Supplied data Start Marker

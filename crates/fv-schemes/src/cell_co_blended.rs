//! `cellCoBlended`: two schemes blended by the cell Courant number.
//!
//! ```text
//! cellCoBlended <Co1> <scheme1> <Co2> <scheme2> <flux>
//! ```
//!
//! The cell Courant number `Co = 0.5 * dt * Σ|phi| / V` is carried to the
//! faces with the `interpolate(Co)` entry of the schemes dictionary and
//! mapped to a blending factor
//!
//! ```text
//! bf = 1 - clamp((Co_f - Co1) / (Co2 - Co1), 0, 1)
//! ```
//!
//! so `scheme1` is used where `Co_f <= Co1`, `scheme2` where `Co_f >= Co2`,
//! with a linear ramp in between. Mass fluxes are converted with the
//! interpolated density before the Courant number is formed.
//!
//! Nothing is cached: every call recomputes the factor from the current flux
//! and time step.

use fv_fields::{FieldValue, Shared, SurfaceField, VolField, read};
use tracing::debug;

use crate::blended::{CourantRange, SchemePair};
use crate::context::SchemeContext;
use crate::courant::{COURANT_INTERPOLATION_KEY, cell_courant_number, volumetric_flux};
use crate::error::SchemeResult;
use crate::registry::SchemeArgs;
use crate::traits::{BlendedScheme, CourantField, InterpolationScheme};

pub struct CellCoBlended<T: FieldValue> {
    ctx: SchemeContext,
    range: CourantRange,
    schemes: SchemePair<T>,
    flux: Shared<SurfaceField<f64>>,
    co_interpolation: Box<dyn InterpolationScheme<f64>>,
}

impl<T: FieldValue> CellCoBlended<T> {
    /// Assemble from already constructed parts, resolving `interpolate(Co)`
    /// from the context's schemes dictionary.
    pub fn from_parts(
        ctx: &SchemeContext,
        range: CourantRange,
        schemes: SchemePair<T>,
        flux: Shared<SurfaceField<f64>>,
    ) -> SchemeResult<Self> {
        let co_interpolation = ctx.scalar_interpolation_scheme(COURANT_INTERPOLATION_KEY)?;
        debug!(
            co1 = range.co1(),
            co2 = range.co2(),
            scheme1 = schemes.scheme1().name(),
            scheme2 = schemes.scheme2().name(),
            co_interpolation = co_interpolation.name(),
            "cellCoBlended"
        );
        Ok(Self {
            ctx: ctx.clone(),
            range,
            schemes,
            flux,
            co_interpolation,
        })
    }

    pub fn construct(mut args: SchemeArgs<'_, T>) -> SchemeResult<Box<dyn InterpolationScheme<T>>> {
        let location = args.stream.location();
        let co1 = args.stream.read_scalar("Co1")?;
        let scheme1 = args.sub_scheme()?;
        let co2 = args.stream.read_scalar("Co2")?;
        let scheme2 = args.sub_scheme()?;
        let range = CourantRange::validated(co1, co2, location)?;
        let flux = args.face_flux()?;
        Ok(Box::new(Self::from_parts(
            args.ctx,
            range,
            SchemePair::new(scheme1, scheme2),
            flux,
        )?))
    }

    pub fn range(&self) -> CourantRange {
        self.range
    }

    pub fn schemes(&self) -> &SchemePair<T> {
        &self.schemes
    }

    pub fn flux(&self) -> &Shared<SurfaceField<f64>> {
        &self.flux
    }

    /// Cell Courant number of the current flux and time step.
    pub fn courant_number(&self) -> SchemeResult<VolField<f64>> {
        let flux = read(&self.flux);
        let phi = volumetric_flux(&flux, &self.ctx)?;
        cell_courant_number(&phi, self.ctx.mesh().time().delta_t_value())
    }
}

impl<T: FieldValue> InterpolationScheme<T> for CellCoBlended<T> {
    fn name(&self) -> &str {
        "cellCoBlended"
    }

    fn weights(&self, vf: &VolField<T>) -> SchemeResult<SurfaceField<f64>> {
        self.schemes.weights(&self.blending_factor(vf)?, vf)
    }

    fn interpolate(&self, vf: &VolField<T>) -> SchemeResult<SurfaceField<T>> {
        self.schemes.interpolate(&self.blending_factor(vf)?, vf)
    }

    fn corrected(&self) -> bool {
        self.schemes.corrected()
    }

    fn correction(&self, vf: &VolField<T>) -> SchemeResult<Option<SurfaceField<T>>> {
        if !self.corrected() {
            return Ok(None);
        }
        self.schemes.correction(&self.blending_factor(vf)?, vf)
    }

    fn as_blended(&self) -> Option<&dyn BlendedScheme<T>> {
        Some(self)
    }
}

impl<T: FieldValue> BlendedScheme<T> for CellCoBlended<T> {
    fn blending_factor(&self, vf: &VolField<T>) -> SchemeResult<SurfaceField<f64>> {
        let co = self.courant_number()?;
        let co_face = self.co_interpolation.interpolate(&co)?;
        let bf = self
            .range
            .blending_factor(&co_face, format!("{}BlendingFactor", vf.name()));
        if let Some((min, max)) = bf.min_max() {
            debug!(field = vf.name(), min, max, "cellCoBlended blending factor");
        }
        Ok(bf)
    }

    fn blending_criterion(&self) -> SchemeResult<Option<CourantField>> {
        Ok(Some(CourantField::Cell(self.courant_number()?)))
    }
}

#[cfg(test)]
mod tests {
    use super::*;
    use crate::config::SchemesDict;
    use crate::linear::Linear;
    use crate::registry::SchemeRegistry;
    use crate::upwind::Upwind;
    use fv_core::{DIM_FLUX, DIMLESS, RunTime};
    use fv_fields::{FvMesh, PatchKind, shared};
    use fv_mesh::grid;
    use std::sync::Arc;

    fn context() -> SchemeContext {
        let time = Arc::new(RunTime::from_seconds(0.1).unwrap());
        let mesh = Arc::new(FvMesh::new(grid(2, 1, 2.0, 1.0, 1.0).unwrap(), time));
        SchemeContext::new(mesh, Arc::new(SchemesDict::standard()))
    }

    fn flux(ctx: &SchemeContext, value: f64) -> Shared<SurfaceField<f64>> {
        let geometry = ctx.geometry();
        let mut values = vec![0.0; geometry.n_faces()];
        values[0] = value;
        shared(SurfaceField::from_values("phi", geometry, DIM_FLUX, values).unwrap())
    }

    #[test]
    fn factor_follows_flux_and_time_step() {
        let ctx = context();
        let phi = flux(&ctx, 4.0);
        let scheme = CellCoBlended::<f64>::from_parts(
            &ctx,
            CourantRange::new(0.1, 1.0).unwrap(),
            SchemePair::new(Box::new(Linear), Box::new(Upwind::new(Arc::clone(&phi)))),
            Arc::clone(&phi),
        )
        .unwrap();
        let vf = VolField::uniform("T", ctx.geometry(), DIMLESS, 1.0, PatchKind::ZeroGradient);

        // Co = 0.5 * 0.1 * 4 / 1 = 0.2 in both cells
        let bf = scheme.blending_factor(&vf).unwrap();
        let expected = 1.0 - 0.1 / 0.9;
        assert!((bf.internal()[0] - expected).abs() < 1e-12);

        // Doubling the time step doubles Co
        ctx.mesh()
            .time()
            .set_delta_t(fv_core::units::s(0.2))
            .unwrap();
        let bf = scheme.blending_factor(&vf).unwrap();
        assert!((bf.internal()[0] - (1.0 - 0.3 / 0.9)).abs() < 1e-12);

        // And so does the flux
        fv_fields::write(&phi).values_mut()[0] = 100.0;
        let bf = scheme.blending_factor(&vf).unwrap();
        assert_eq!(bf.internal()[0], 0.0);
    }

    #[test]
    fn construction_reads_tokens_in_order() {
        let ctx = context();
        let registry = SchemeRegistry::<f64>::standard();
        let phi = flux(&ctx, 1.0);
        ctx.mesh().registry().register_shared("phi", Arc::clone(&phi));

        let scheme = registry
            .resolve_str(&ctx, "div(phi,T)", "cellCoBlended 1 linear 10 upwind phi phi")
            .unwrap();
        assert_eq!(scheme.name(), "cellCoBlended");
        assert!(scheme.as_blended().is_some());

        let mut stream = crate::stream::SchemeStream::new("div(phi,T)", "cellCoBlended 1 linear 10 upwind");
        let scheme = registry
            .resolve_with_flux(&ctx, phi, &mut stream)
            .unwrap();
        assert_eq!(scheme.name(), "cellCoBlended");
        assert!(stream.is_exhausted());
    }

    #[test]
    fn criterion_is_the_cell_courant_number() {
        let ctx = context();
        let phi = flux(&ctx, 4.0);
        let mut stream = crate::stream::SchemeStream::new("div(phi,T)", "cellCoBlended 0.1 linear 1 upwind");
        let scheme = SchemeRegistry::<f64>::standard()
            .resolve_with_flux(&ctx, phi, &mut stream)
            .unwrap();

        match scheme.as_blended().unwrap().blending_criterion().unwrap() {
            Some(CourantField::Cell(co)) => {
                assert_eq!(co.name(), "Co");
                assert!(co.internal().iter().all(|&c| (c - 0.2).abs() < 1e-12));
            }
            other => panic!("expected a cell Courant number, got {other:?}"),
        }
    }
}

Supplied data End Marker

## Problem to solve
Set down exactly the lines of the data above, beginning with the line that has "use crate::registry::SchemeRegistry;" and ending with the line that has "fn context() ->", and no others.

## Expected output
    use crate::registry::SchemeRegistry;
    use crate::upwind::Upwind;
    use fv_core::{DIM_FLUX, DIMLESS, RunTime};
    use fv_fields::{FvMesh, PatchKind, shared};
    use fv_mesh::grid;
    use std::sync::Arc;

    fn context() -> SchemeContext {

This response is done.